__Task to complete__:
Here are the records. Write out exactly the lines between the one holding "fn configure_cache(cfg: &mut" and the one holding "static CACHE_CLIENT: ClientHolder", inclusive.
*** Opening Entries supplied ***
use clap::{Parser, Subcommand};
use reqwest::{Client, StatusCode};
use serde::Deserialize;

#[derive(Parser, Debug)]
#[command(name = "cache-autoconfig")]
#[command(about = "client cli used by operators to check the cache pool of a running server", version, long_about = None
)]
struct Cli {
    #[arg(long, default_value = "http://localhost:8080", help = "Base url of the server")]
    host: String,
    #[command(subcommand)]
    command: Commands,
}

#[derive(Debug, Subcommand)]
enum Commands {
    /// round trip to the cache through the server's pool
    Ping,
    /// show pool settings and counters
    Stats,
}

#[derive(Debug, Deserialize)]
struct PingResponse {
    reply: String,
}

#[derive(Debug, Deserialize)]
struct StatsResponse {
    max_total: u32,
    max_idle: u32,
    max_wait_millis: Option<u64>,
    test_on_borrow: bool,
    authenticated: bool,
    closed: bool,
    connections: u32,
    idle_connections: u32,
}

#[tokio::main]
async fn main() -> Result<(), anyhow::Error> {
    let args = Cli::parse();

    match args.command {
        Commands::Ping => {
            let res = Client::new()
                .get(format!("{}/{}", args.host, "cache/ping"))
                .send()
                .await?;
            match res.status() {
                StatusCode::OK => {
                    let res = res.json::<PingResponse>().await?;
                    println!("cache replied {}", res.reply);
                },
                StatusCode::SERVICE_UNAVAILABLE => {
                    println!("cache is unavailable: {}", res.text().await?);
                },
                StatusCode::GATEWAY_TIMEOUT => {
                    println!("timed out waiting for a cache connection");
                },
                unexpected => {
                    println!("got unexpected status code, {}", unexpected);
                },
            }
        },
        Commands::Stats => {
            let res = Client::new()
                .get(format!("{}/{}", args.host, "cache/stats"))
                .send()
                .await?;
            match res.status() {
                StatusCode::OK => {
                    let s = res.json::<StatsResponse>().await?;
                    let max_wait = s.max_wait_millis
                        .map(|ms| format!("{}ms", ms))
                        .unwrap_or("indefinite".to_string());
                    println!("max_total={} max_idle={} max_wait={} test_on_borrow={}", s.max_total, s.max_idle, max_wait, s.test_on_borrow);
                    println!("authenticated={} closed={}", s.authenticated, s.closed);
                    println!("connections={} idle={}", s.connections, s.idle_connections);
                },
                unexpected => {
                    println!("got unexpected status code, {}", unexpected);
                },
            }
        },
    };
    Ok(())
}
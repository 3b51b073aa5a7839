//! main file for the server

pub mod model;
pub(crate) mod cache;
mod controller;
mod routes;
mod state;

use std::io;
use actix_web::{middleware::Logger, web, App, HttpServer};
use log::{error, info};
use crate::server::cache::holder::cache_client;
use crate::server::model::config::ServerConfig;
use crate::server::routes::cache::{ping, stats};
use crate::server::state::AppState;

/// Run the server
pub(crate) async fn run(ServerConfig{ addr, context, cache }: ServerConfig) -> io::Result<()> {
    let client = cache_client(context, &cache).map_err(|e| {
        error!("invalid cache configuration, {}", e);
        io::Error::new(io::ErrorKind::InvalidInput, e)
    })?;
    if let Some(client) = &client {
        info!("cache client registered for {:?}", client.connection_info().addr);
    }
    let state = client.clone().map(|client| web::Data::new(AppState::new(client)));

    info!("listening on {}", addr);
    let res = HttpServer::new(move || {
        let state = state.clone();
        App::new()
            .wrap(Logger::default())
            .configure(|cfg| configure_cache(cfg, state))
    })
        .bind(addr)?
        .run()
        .await;

    if let Some(client) = client {
        client.close();
    }
    res
}

/// cache routes are only mounted when a client was registered
fn configure_cache(cfg: &mut web::ServiceConfig, state: Option<web::Data<AppState>>) {
    if let Some(state) = state {
        cfg.app_data(state)
            .service(ping)
            .service(stats);
    }
}
use std::str::FromStr;
use std::sync::{Mutex, PoisonError};

use log::info;

use crate::server::cache::client::PooledClient;
use crate::server::cache::error::ConfigurationError;
use crate::server::cache::factory::build;
use crate::server::model::config::ConnectionConfig;

/// Kind of application the client is being wired into.
#[derive(Debug, Clone, Copy, PartialEq, Eq)]
pub(crate) enum ApplicationContext {
    Web,
    NonWeb,
}

impl FromStr for ApplicationContext {
    type Err = String;

    fn from_str(s: &str) -> Result<Self, Self::Err> {
        match s {
            "web" => Ok(Self::Web),
            "non-web" => Ok(Self::NonWeb),
            s => Err(format!("Invalid application context: {s}")),
        }
    }
}

/// Lazily builds one client per distinct config and hands out clones of it.
pub(crate) struct ClientHolder {
    clients: Mutex<Vec<(ConnectionConfig, PooledClient)>>,
}

impl ClientHolder {
    pub const fn new() -> Self {
        Self {
            clients: Mutex::new(Vec::new()),
        }
    }

    pub fn get_or_build(&self, config: &ConnectionConfig) -> Result<PooledClient, ConfigurationError> {
        // held across build so concurrent callers never construct twice
        let mut clients = self.clients.lock().unwrap_or_else(PoisonError::into_inner);
        if let Some((_, client)) = clients.iter().find(|(c, _)| c == config) {
            return Ok(client.clone());
        }
        let client = build(config)?;
        clients.push((config.clone(), client.clone()));
        Ok(client)
    }
}

static CACHE_CLIENT: ClientHolder = ClientHolder::new();

/// Process-wide cache client, only available to web applications.
pub(crate) fn cache_client(
    context: ApplicationContext,
    config: &ConnectionConfig,
) -> Result<Option<PooledClient>, ConfigurationError> {
    match context {
        ApplicationContext::Web => CACHE_CLIENT.get_or_build(config).map(Some),
        ApplicationContext::NonWeb => {
            info!("not a web application, cache client is not registered");
            Ok(None)
        }
    }
}

#[cfg(test)]
mod tests {
    use super::*;

    fn config() -> ConnectionConfig {
        ConnectionConfig {
            host: "cache.local".to_string(),
            max_wait_millis: 2000,
            ..Default::default()
        }
    }

    #[actix_web::test]
    async fn test_same_config_same_client() {
        let holder = ClientHolder::new();
        let a = holder.get_or_build(&config()).unwrap();
        let b = holder.get_or_build(&config()).unwrap();
        a.close();
        assert!(b.is_closed()); // both point at one pool
    }

    #[actix_web::test]
    async fn test_distinct_configs_distinct_clients() {
        let holder = ClientHolder::new();
        let a = holder.get_or_build(&config()).unwrap();
        let b = holder
            .get_or_build(&ConnectionConfig { port: 6380, ..config() })
            .unwrap();
        a.close();
        assert!(!b.is_closed());
    }

    #[actix_web::test]
    async fn test_failed_build_is_not_cached() {
        let holder = ClientHolder::new();
        let bad = ConnectionConfig { host: String::new(), ..config() };
        assert!(holder.get_or_build(&bad).is_err());
        assert!(holder.get_or_build(&bad).is_err());
        assert!(holder.clients.lock().unwrap().is_empty());
    }

    #[actix_web::test]
    async fn test_concurrent_callers_share_one_client() {
        let holder = ClientHolder::new();
        let runtime = tokio::runtime::Handle::current();
        std::thread::scope(|s| {
            for _ in 0..8 {
                s.spawn(|| {
                    let _guard = runtime.enter();
                    holder.get_or_build(&config()).unwrap();
                });
            }
        });
        assert_eq!(holder.clients.lock().unwrap().len(), 1);
    }

    #[test]
    fn test_context_from_str() {
        assert_eq!("web".parse::<ApplicationContext>(), Ok(ApplicationContext::Web));
        assert_eq!("non-web".parse::<ApplicationContext>(), Ok(ApplicationContext::NonWeb));
        assert!("worker".parse::<ApplicationContext>().is_err());
    }

    #[actix_web::test]
    async fn test_activation() {
        let config = ConnectionConfig { port: 6390, ..config() };
        assert!(cache_client(ApplicationContext::NonWeb, &config).unwrap().is_none());
        let client = cache_client(ApplicationContext::Web, &config).unwrap().unwrap();
        assert_eq!(client.tuning().max_wait, Some(std::time::Duration::from_millis(2000)));
        assert!(cache_client(ApplicationContext::Web, &ConnectionConfig { port: 0, ..config }).is_err());
    }
}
*** Closing Entries supplied ***
__Result of this task__:
fn configure_cache(cfg: &mut web::ServiceConfig, state: Option<web::Data<AppState>>) {
    if let Some(state) = state {
        cfg.app_data(state)
            .service(ping)
            .service(stats);
    }
}
use std::str::FromStr;
use std::sync::{Mutex, PoisonError};

use log::info;

use crate::server::cache::client::PooledClient;
use crate::server::cache::error::ConfigurationError;
use crate::server::cache::factory::build;
use crate::server::model::config::ConnectionConfig;

/// Kind of application the client is being wired into.
#[derive(Debug, Clone, Copy, PartialEq, Eq)]
pub(crate) enum ApplicationContext {
    Web,
    NonWeb,
}

impl FromStr for ApplicationContext {
    type Err = String;

    fn from_str(s: &str) -> Result<Self, Self::Err> {
        match s {
            "web" => Ok(Self::Web),
            "non-web" => Ok(Self::NonWeb),
            s => Err(format!("Invalid application context: {s}")),
        }
    }
}

/// Lazily builds one client per distinct config and hands out clones of it.
pub(crate) struct ClientHolder {
    clients: Mutex<Vec<(ConnectionConfig, PooledClient)>>,
}

impl ClientHolder {
    pub const fn new() -> Self {
        Self {
            clients: Mutex::new(Vec::new()),
        }
    }

    pub fn get_or_build(&self, config: &ConnectionConfig) -> Result<PooledClient, ConfigurationError> {
        // held across build so concurrent callers never construct twice
        let mut clients = self.clients.lock().unwrap_or_else(PoisonError::into_inner);
        if let Some((_, client)) = clients.iter().find(|(c, _)| c == config) {
            return Ok(client.clone());
        }
        let client = build(config)?;
        clients.push((config.clone(), client.clone()));
        Ok(client)
    }
}

static CACHE_CLIENT: ClientHolder = ClientHolder::new();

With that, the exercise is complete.